━━ Exercise data ━━
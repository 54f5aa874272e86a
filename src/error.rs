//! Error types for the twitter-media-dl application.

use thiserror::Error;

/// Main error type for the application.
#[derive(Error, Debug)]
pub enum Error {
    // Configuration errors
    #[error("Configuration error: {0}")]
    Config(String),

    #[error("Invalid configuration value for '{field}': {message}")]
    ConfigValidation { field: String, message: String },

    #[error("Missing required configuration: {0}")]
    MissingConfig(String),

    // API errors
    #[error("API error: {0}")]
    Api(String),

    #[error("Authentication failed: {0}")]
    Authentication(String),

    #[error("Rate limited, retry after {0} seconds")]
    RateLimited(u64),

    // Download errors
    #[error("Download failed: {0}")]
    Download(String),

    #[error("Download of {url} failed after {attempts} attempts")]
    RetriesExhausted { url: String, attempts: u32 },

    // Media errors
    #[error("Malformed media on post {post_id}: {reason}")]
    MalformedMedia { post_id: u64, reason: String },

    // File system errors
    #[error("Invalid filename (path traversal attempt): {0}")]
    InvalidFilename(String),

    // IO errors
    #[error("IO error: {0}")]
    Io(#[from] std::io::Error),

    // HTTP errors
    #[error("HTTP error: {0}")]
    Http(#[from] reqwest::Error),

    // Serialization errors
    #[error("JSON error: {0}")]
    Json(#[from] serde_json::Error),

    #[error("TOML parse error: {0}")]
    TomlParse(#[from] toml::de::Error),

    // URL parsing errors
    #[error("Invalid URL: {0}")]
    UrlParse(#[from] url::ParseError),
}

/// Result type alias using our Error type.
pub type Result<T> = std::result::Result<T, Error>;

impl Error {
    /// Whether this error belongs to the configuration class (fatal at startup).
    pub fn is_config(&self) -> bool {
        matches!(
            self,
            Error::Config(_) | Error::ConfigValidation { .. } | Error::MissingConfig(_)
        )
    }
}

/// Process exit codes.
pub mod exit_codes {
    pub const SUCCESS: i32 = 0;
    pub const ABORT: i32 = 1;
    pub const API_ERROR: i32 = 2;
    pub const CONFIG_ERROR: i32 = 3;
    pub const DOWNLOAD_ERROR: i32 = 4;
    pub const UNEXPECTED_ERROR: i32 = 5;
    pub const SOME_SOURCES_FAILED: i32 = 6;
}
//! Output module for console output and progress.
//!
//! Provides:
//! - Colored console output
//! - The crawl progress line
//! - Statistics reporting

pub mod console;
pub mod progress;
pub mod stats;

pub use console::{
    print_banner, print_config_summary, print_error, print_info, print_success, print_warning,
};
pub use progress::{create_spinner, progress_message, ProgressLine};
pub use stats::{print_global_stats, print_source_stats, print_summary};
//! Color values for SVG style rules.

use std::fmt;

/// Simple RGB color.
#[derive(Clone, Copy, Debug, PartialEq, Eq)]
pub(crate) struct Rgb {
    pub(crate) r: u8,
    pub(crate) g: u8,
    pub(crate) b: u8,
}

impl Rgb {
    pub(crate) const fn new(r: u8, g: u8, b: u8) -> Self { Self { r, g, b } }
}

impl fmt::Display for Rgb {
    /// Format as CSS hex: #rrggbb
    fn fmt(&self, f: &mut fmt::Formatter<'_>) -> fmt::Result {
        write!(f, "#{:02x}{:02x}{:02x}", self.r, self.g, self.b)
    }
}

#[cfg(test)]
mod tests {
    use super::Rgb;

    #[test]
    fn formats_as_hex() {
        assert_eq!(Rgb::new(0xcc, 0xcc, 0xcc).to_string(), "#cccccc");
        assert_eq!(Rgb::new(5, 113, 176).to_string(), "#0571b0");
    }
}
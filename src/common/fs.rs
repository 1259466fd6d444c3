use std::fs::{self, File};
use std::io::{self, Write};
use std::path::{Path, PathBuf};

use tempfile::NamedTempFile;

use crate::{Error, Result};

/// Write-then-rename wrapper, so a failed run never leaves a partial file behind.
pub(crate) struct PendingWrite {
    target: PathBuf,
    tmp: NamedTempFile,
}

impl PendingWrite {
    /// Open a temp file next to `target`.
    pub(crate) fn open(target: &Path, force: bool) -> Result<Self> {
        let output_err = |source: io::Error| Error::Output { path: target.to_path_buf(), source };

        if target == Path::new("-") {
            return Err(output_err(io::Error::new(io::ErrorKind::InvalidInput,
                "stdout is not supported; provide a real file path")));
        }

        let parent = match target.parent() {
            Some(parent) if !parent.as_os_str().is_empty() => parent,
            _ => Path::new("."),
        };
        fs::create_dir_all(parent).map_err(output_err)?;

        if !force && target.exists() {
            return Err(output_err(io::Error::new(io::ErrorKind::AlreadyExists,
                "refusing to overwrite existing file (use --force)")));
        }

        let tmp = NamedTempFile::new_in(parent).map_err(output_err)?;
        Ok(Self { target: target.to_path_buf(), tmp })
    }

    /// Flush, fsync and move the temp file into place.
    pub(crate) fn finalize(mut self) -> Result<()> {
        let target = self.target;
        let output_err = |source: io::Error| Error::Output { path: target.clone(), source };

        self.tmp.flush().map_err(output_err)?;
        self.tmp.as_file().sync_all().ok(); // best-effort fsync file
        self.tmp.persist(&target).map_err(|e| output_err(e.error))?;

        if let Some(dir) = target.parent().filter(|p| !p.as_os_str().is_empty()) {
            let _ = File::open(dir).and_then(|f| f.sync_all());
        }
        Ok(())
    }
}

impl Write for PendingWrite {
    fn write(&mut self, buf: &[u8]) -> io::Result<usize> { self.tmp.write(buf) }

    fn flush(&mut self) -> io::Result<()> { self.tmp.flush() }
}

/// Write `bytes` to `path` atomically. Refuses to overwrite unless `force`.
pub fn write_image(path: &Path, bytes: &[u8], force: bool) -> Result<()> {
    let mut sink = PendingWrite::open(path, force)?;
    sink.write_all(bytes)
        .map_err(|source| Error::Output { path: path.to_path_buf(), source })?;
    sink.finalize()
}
━━━
_What is being asked_:
Search the entries for the word "force", then list each line that holds it.

_Task answer_:
    pub(crate) fn open(target: &Path, force: bool) -> Result<Self> {
        if !force && target.exists() {
                "refusing to overwrite existing file (use --force)")));
/// Write `bytes` to `path` atomically. Refuses to overwrite unless `force`.
pub fn write_image(path: &Path, bytes: &[u8], force: bool) -> Result<()> {
    let mut sink = PendingWrite::open(path, force)?;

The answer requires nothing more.